* **HOW TO COMPLETE THIS TASK**
Copy out each line of the listing that has the word "previous" in it.

* **RECORDS SUPPLIED**
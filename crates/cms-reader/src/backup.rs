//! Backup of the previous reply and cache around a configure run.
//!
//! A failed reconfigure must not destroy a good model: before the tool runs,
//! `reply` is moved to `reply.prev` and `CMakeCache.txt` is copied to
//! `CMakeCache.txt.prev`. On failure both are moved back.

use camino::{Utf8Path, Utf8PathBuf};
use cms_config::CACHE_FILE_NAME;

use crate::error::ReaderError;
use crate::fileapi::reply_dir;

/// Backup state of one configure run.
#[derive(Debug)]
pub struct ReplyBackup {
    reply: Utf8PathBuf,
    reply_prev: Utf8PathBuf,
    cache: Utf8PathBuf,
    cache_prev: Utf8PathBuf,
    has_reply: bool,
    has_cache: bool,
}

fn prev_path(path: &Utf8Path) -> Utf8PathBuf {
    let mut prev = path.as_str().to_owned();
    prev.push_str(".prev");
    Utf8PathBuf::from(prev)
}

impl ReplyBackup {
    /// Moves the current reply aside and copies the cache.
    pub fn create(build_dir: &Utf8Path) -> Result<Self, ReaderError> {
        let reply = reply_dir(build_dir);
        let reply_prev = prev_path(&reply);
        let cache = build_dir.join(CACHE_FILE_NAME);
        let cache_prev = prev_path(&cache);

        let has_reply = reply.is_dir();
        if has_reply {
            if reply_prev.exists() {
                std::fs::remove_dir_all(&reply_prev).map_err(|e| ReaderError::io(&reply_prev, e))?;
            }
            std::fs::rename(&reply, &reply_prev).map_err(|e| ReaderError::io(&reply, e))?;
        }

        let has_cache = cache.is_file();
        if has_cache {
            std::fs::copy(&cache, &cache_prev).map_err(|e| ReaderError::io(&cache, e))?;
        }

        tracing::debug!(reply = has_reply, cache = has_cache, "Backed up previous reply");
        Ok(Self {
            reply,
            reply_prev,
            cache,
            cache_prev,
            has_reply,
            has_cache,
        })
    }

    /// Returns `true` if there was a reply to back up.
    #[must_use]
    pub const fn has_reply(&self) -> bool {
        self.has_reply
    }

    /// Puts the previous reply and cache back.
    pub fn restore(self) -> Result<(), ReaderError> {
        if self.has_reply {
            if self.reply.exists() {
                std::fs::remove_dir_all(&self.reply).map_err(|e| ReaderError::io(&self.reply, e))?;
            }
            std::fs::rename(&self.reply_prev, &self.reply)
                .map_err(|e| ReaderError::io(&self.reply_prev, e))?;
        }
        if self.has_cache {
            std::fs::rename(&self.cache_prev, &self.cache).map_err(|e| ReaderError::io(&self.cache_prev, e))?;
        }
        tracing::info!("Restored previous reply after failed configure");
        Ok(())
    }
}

==

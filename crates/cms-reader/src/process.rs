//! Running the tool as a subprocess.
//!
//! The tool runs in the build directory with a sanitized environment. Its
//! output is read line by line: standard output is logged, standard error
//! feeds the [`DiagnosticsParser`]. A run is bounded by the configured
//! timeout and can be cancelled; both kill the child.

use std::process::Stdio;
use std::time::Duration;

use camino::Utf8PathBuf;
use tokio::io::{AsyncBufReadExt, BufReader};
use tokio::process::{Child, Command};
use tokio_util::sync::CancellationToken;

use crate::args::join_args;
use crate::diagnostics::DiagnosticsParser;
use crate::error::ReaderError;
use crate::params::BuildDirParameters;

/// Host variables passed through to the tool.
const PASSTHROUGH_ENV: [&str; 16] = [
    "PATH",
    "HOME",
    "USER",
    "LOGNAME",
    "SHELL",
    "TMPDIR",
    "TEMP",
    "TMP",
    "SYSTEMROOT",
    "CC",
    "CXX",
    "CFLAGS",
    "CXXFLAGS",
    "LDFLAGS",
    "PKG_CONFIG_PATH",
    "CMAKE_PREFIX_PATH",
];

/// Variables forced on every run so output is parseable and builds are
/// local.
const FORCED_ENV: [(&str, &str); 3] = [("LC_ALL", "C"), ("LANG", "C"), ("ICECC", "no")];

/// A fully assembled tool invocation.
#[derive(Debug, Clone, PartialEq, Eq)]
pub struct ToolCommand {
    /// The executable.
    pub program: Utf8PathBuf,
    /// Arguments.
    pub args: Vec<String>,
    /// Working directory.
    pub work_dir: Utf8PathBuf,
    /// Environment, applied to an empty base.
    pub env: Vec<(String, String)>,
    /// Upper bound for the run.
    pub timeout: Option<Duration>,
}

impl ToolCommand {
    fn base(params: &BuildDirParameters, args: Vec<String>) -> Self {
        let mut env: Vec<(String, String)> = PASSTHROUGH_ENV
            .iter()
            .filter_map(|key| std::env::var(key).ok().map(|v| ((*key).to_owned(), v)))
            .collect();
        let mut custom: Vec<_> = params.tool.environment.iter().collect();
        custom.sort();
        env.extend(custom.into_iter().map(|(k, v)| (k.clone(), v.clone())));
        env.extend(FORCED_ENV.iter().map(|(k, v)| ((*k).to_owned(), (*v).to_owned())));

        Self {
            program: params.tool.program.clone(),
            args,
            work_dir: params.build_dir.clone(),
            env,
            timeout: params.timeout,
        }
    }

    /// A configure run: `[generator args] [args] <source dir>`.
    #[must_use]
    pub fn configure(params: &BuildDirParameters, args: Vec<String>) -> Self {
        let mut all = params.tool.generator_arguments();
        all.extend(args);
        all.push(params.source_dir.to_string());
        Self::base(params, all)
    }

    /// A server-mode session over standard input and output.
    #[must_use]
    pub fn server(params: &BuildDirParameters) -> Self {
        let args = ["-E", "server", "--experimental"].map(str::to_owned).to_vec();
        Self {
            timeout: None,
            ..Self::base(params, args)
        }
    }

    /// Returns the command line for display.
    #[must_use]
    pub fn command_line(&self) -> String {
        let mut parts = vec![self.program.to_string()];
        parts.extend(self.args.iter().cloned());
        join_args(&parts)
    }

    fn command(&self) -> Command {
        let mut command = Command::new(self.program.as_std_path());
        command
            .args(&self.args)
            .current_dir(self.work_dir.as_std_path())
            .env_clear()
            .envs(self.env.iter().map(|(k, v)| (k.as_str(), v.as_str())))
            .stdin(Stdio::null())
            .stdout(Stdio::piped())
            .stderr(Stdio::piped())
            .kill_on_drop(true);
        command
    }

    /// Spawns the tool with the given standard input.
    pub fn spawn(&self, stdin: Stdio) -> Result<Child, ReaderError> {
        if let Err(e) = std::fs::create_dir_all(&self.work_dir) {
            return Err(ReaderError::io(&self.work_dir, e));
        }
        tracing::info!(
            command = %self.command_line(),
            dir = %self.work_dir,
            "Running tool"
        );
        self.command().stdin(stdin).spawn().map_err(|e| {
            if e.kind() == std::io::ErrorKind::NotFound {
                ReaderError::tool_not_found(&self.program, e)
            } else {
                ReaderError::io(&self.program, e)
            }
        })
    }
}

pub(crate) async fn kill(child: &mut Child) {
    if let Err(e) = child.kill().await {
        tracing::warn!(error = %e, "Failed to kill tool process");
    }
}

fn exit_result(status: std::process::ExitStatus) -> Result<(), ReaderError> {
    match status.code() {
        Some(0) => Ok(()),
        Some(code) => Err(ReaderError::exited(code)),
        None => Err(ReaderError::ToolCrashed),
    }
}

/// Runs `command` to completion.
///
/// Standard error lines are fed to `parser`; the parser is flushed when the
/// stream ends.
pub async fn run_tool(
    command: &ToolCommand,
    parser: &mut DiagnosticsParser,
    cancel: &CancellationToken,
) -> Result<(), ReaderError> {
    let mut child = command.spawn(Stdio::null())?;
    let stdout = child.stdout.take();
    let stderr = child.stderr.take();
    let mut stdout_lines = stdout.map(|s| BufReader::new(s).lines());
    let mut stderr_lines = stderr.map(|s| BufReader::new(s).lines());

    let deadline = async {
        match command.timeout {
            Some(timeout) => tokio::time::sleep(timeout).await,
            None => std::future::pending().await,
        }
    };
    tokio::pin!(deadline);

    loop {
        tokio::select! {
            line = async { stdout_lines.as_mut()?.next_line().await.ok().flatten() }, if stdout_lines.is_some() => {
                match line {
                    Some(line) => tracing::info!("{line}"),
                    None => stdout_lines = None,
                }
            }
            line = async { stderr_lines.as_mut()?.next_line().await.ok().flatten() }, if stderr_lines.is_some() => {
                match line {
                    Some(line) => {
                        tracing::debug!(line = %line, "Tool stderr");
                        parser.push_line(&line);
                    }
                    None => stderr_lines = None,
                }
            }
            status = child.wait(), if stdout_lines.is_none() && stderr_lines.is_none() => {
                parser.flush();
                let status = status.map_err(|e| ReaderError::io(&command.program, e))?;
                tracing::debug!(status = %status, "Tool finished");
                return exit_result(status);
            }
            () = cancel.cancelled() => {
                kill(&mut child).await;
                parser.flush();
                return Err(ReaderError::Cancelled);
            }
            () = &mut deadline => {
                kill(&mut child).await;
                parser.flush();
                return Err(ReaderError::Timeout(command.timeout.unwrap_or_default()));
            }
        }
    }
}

* **ANSWER SECTION**
//! Backup of the previous reply and cache around a configure run.
        tracing::debug!(reply = has_reply, cache = has_cache, "Backed up previous reply");
    /// Puts the previous reply and cache back.
        tracing::info!("Restored previous reply after failed configure");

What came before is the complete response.